MEMS Speaker

Abstract

One of the main objects of the present invention is to provide a MEMS speaker with improved high frequency acoustic performance. To achieve the above-mentioned object, the present invention provides a MEMS speaker including a base with a first cavity and two openings opposite to each other; a substrate covering one of the openings; a diaphragm fixed to the base and covers the other opening; and a MEMS driver. The MEMS driver includes a first support part forming a distance from the diaphragm, a second support part extending from an edge of the first support part toward the diaphragm for supporting the diaphragm, and a piezoelectric member attached to the first support part.

Description

FIELD OF THE PRESENT DISCLOSURE

The present invention relates to electroacoustic transducers, and more particularly to a MEMS speaker.

DESCRIPTION OF RELATED ART

As one of the main components of mobile terminals such as mobile phones, the speaker is mainly used to convert electrical signals into sound signals.

MEMS speaker (Micro-Electro-Mechanical System), that is, Micro-Electro-Mechanical System speakers.
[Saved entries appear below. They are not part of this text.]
//! Styled console output for unsubscriber using anstyle.
//!
//! Renders a [`RunSummary`] for humans: scan counters, one block per service
//! with its visit outcome, the report files and anything that was skipped.

use anstyle::{AnsiColor, Color, Style};
use std::fmt::Write;
use std::io::{self, IsTerminal, Write as IoWrite};

use crate::config::APP_PASSWORD_URL;
use crate::report::{ArtifactStatus, SaveOutcome};
use crate::services::ServiceEntry;
use crate::summary::{RunOutcome, RunSummary};
use crate::visit::{VisitOutcome, VisitRecord};

const RULE: &str = "━━━━━━━━━━━━━━━━━━━━━━━━━━━━━━━━━━━━━━━━━━━━━━━━━━━━━━━━━━━━━━━━━━━━━━━━━━━━━━";

/// Style definitions for different UI elements
pub struct Styles {
    pub header: Style,
    pub subheader: Style,
    pub success: Style,
    pub warning: Style,
    pub error: Style,
    pub info: Style,
    pub muted: Style,
    pub bold: Style,
    pub url: Style,
    pub company: Style,
}

impl Default for Styles {
    fn default() -> Self {
        Self {
            header: Style::new()
                .bold()
                .fg_color(Some(Color::Ansi(AnsiColor::Blue))),
            subheader: Style::new()
                .bold()
                .fg_color(Some(Color::Ansi(AnsiColor::Cyan))),
            success: Style::new()
                .bold()
                .fg_color(Some(Color::Ansi(AnsiColor::Green))),
            warning: Style::new()
                .bold()
                .fg_color(Some(Color::Ansi(AnsiColor::Yellow))),
            error: Style::new()
                .bold()
                .fg_color(Some(Color::Ansi(AnsiColor::Red))),
            info: Style::new().fg_color(Some(Color::Ansi(AnsiColor::Blue))),
            muted: Style::new().fg_color(Some(Color::Ansi(AnsiColor::BrightBlack))),
            bold: Style::new().bold(),
            url: Style::new()
                .fg_color(Some(Color::Ansi(AnsiColor::Blue)))
                .underline(),
            company: Style::new()
                .italic()
                .fg_color(Some(Color::Ansi(AnsiColor::BrightBlue))),
        }
    }
}

/// Styled output formatter for run summaries
pub struct StyledFormatter {
    styles: Styles,
    use_colors: bool,
}

impl StyledFormatter {
    /// Create a new styled formatter
    pub fn new() -> Self {
        Self {
            styles: Styles::default(),
            use_colors: Self::should_use_colors(),
        }
    }

    /// Create a formatter without colors (for non-interactive use)
    pub fn without_colors() -> Self {
        Self {
            styles: Styles::default(),
            use_colors: false,
        }
    }

    /// Colors unless disabled by flag, `NO_COLOR` or a non-terminal stdout
    pub fn for_cli(no_color: bool) -> Self {
        if no_color {
            Self::without_colors()
        } else {
            Self::new()
        }
    }

    /// Determine if colors should be used based on environment
    pub fn should_use_colors() -> bool {
        io::stdout().is_terminal() && std::env::var_os("NO_COLOR").is_none()
    }

    /// Apply style to text if colors are enabled
    fn styled(&self, text: &str, style: &Style) -> String {
        if self.use_colors {
            format!("{}{}{}", style.render(), text, style.render_reset())
        } else {
            text.to_string()
        }
    }

    /// Format a complete run summary
    pub fn format_summary(&self, summary: &RunSummary) -> Result<String, std::fmt::Error> {
        let mut output = String::new();

        self.write_header(&mut output, summary)?;

        match &summary.outcome {
            RunOutcome::MailboxUnavailable {
                reason,
                app_password_required,
                ..
            } => {
                self.write_mailbox_unavailable(&mut output, reason, *app_password_required)?;
            }
            RunOutcome::NothingFound => {
                writeln!(output)?;
                writeln!(
                    output,
                    "  {} {}",
                    self.styled("⚠️", &self.styles.warning),
                    self.styled("No unsubscribe links found", &self.styles.warning)
                )?;
            }
            RunOutcome::Completed => {
                self.write_services(&mut output, summary)?;
                if let Some(ref artifacts) = summary.artifacts {
                    self.write_artifacts(&mut output, artifacts)?;
                }
            }
        }

        self.write_footer(&mut output, summary)?;
        Ok(output)
    }

    /// Write the main header with mailbox and scan counters
    fn write_header(&self, output: &mut String, summary: &RunSummary) -> Result<(), std::fmt::Error> {
        writeln!(output)?;
        writeln!(output, "{}", self.styled(RULE, &self.styles.muted))?;
        writeln!(
            output,
            "  {}",
            self.styled("📭 Unsubscribe Report", &self.styles.header)
        )?;
        writeln!(
            output,
            "  {} Mailbox: {}",
            self.styled("📧", &self.styles.info),
            self.styled(&summary.metadata.mailbox, &self.styles.bold)
        )?;

        if !matches!(summary.outcome, RunOutcome::MailboxUnavailable { .. }) {
            let scan = &summary.scan;
            writeln!(
                output,
                "  {} Messages: {} matched, {} processed",
                self.styled("🔎", &self.styles.info),
                scan.messages_matched,
                scan.messages_processed
            )?;
            writeln!(
                output,
                "  {} Links: {} extracted, {} distinct, {} services",
                self.styled("🔗", &self.styles.info),
                scan.links_extracted,
                scan.distinct_links,
                summary.totals.services_found
            )?;
        }

        writeln!(output, "{}", self.styled(RULE, &self.styles.muted))?;
        Ok(())
    }

    fn write_mailbox_unavailable(
        &self,
        output: &mut String,
        reason: &str,
        app_password_required: bool,
    ) -> Result<(), std::fmt::Error> {
        writeln!(output)?;
        writeln!(
            output,
            "  {} {}",
            self.styled("❌", &self.styles.error),
            self.styled("Could not read the mailbox", &self.styles.error)
        )?;
        writeln!(
            output,
            "     {} {}",
            self.styled("└─", &self.styles.muted),
            reason
        )?;
        if app_password_required {
            writeln!(output)?;
            writeln!(
                output,
                "  {} Use an app password instead of your regular password:",
                self.styled("💡", &self.styles.info)
            )?;
            writeln!(
                output,
                "     {}",
                self.styled(APP_PASSWORD_URL, &self.styles.url)
            )?;
        }
        Ok(())
    }

    /// Write one block per service with its visit outcome
    fn write_services(&self, output: &mut String, summary: &RunSummary) -> Result<(), std::fmt::Error> {
        writeln!(output)?;
        writeln!(
            output,
            "  {}",
            self.styled("📮 Services", &self.styles.subheader)
        )?;
        writeln!(output)?;

        let visits = summary.visits.as_deref().unwrap_or(&[]);
        for (i, entry) in summary.services.iter().enumerate() {
            let visit = visits.iter().find(|v| v.domain == entry.domain);
            self.write_service(output, i + 1, entry, visit)?;
            if i + 1 < summary.services.len() {
                writeln!(output)?;
            }
        }
        Ok(())
    }

    fn write_service(
        &self,
        output: &mut String,
        number: usize,
        entry: &ServiceEntry,
        visit: Option<&VisitRecord>,
    ) -> Result<(), std::fmt::Error> {
        writeln!(
            output,
            "    {} {} {}",
            self.styled(&format!("{}.", number), &self.styles.muted),
            self.styled(&entry.display_name, &self.styles.company),
            self.styled(&format!("({})", entry.domain), &self.styles.muted)
        )?;
        writeln!(
            output,
            "       {} Link: {}",
            self.styled("├─", &self.styles.muted),
            self.styled(&entry.representative_url, &self.styles.url)
        )?;

        let branch = if visit.is_some() { "├─" } else { "└─" };
        writeln!(
            output,
            "       {} Seen in {} link(s)",
            self.styled(branch, &self.styles.muted),
            entry.occurrence_count
        )?;

        if let Some(record) = visit {
            writeln!(
                output,
                "       {} Visit: {}",
                self.styled("└─", &self.styles.muted),
                self.format_outcome(&record.outcome)
            )?;
        }
        Ok(())
    }

    /// Short styled description of a visit outcome
    pub fn format_outcome(&self, outcome: &VisitOutcome) -> String {
        match outcome {
            VisitOutcome::Success => self.styled("✓ unsubscribed", &self.styles.success),
            other => self.styled(&format!("✗ {}", other), &self.styles.warning),
        }
    }

    fn write_artifacts(&self, output: &mut String, artifacts: &SaveOutcome) -> Result<(), std::fmt::Error> {
        let list = artifacts.artifacts();
        if list.is_empty() {
            return Ok(());
        }
        writeln!(output)?;
        writeln!(
            output,
            "  {}",
            self.styled("💾 Reports", &self.styles.subheader)
        )?;
        for artifact in list {
            match artifact {
                ArtifactStatus::Written { path, rows } => writeln!(
                    output,
                    "    {} {} ({} rows)",
                    self.styled("✓", &self.styles.success),
                    path.display(),
                    rows
                )?,
                ArtifactStatus::Failed { path, reason } => writeln!(
                    output,
                    "    {} {}: {}",
                    self.styled("✗", &self.styles.error),
                    path.display(),
                    reason
                )?,
            }
        }
        Ok(())
    }

    /// Write the footer with totals and skipped items
    fn write_footer(&self, output: &mut String, summary: &RunSummary) -> Result<(), std::fmt::Error> {
        writeln!(output)?;
        writeln!(output, "{}", self.styled(RULE, &self.styles.muted))?;

        // printed for every outcome, zeros included
        let totals = &summary.totals;
        let mut line = format!(
            "{} service(s) found. Visited {} link(s): {} succeeded, {} failed",
            totals.services_found, totals.links_visited, totals.successes, totals.failures
        );
        if summary.visits.is_none() && totals.services_found > 0 {
            line.push_str(" (visiting disabled)");
        }
        let style = if totals.failures == 0 && totals.services_found > 0 {
            &self.styles.success
        } else {
            &self.styles.warning
        };
        writeln!(output, "  {}", self.styled(&line, style))?;

        for failure in &summary.scan_failures {
            let location = match failure.part {
                Some(part) => format!("message {} part {}", failure.message_id, part),
                None => format!("message {}", failure.message_id),
            };
            writeln!(
                output,
                "  {} Skipped {}: {}",
                self.styled("•", &self.styles.muted),
                location,
                self.styled(&failure.reason, &self.styles.muted)
            )?;
        }
        for failure in &summary.grouping_failures {
            writeln!(
                output,
                "  {} No domain for {}: {}",
                self.styled("•", &self.styles.muted),
                failure.link,
                self.styled(&failure.reason, &self.styles.muted)
            )?;
        }
        for warning in &summary.warnings {
            writeln!(
                output,
                "  {} {}",
                self.styled("⚠️", &self.styles.warning),
                warning
            )?;
        }
        Ok(())
    }

    /// Print a formatted summary to stdout
    pub fn print_summary(&self, summary: &RunSummary) -> io::Result<()> {
        let formatted = self
            .format_summary(summary)
            .map_err(|e| io::Error::other(format!("{}", e)))?;
        print!("{}", formatted);
        io::stdout().flush()?;
        Ok(())
    }
}

impl Default for StyledFormatter {
    fn default() -> Self {
        Self::new()
    }
}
It mainly includes a base with a cavity, a diaphragm and a driver fixed to the base, and a coupling connector. The diaphragm and the driver are spaced apart to form a temporary cavity. The coupling connector is accommodated in the temporary cavity and one end is connected to the driver and the other end is connected to the diaphragm, and the three can vibrate and produce sound together.

In the related technology, the diaphragm spans one of the surfaces of the base, and the driver is connected to the edge of the other surface of the base. This kind of assembly scheme avoids the difficulty that diaphragm needs to be prepared with MEMS materials and processes. On the basis of using MEMS driver, the mature sounding solution of the traditional diaphragm dome can still be retained.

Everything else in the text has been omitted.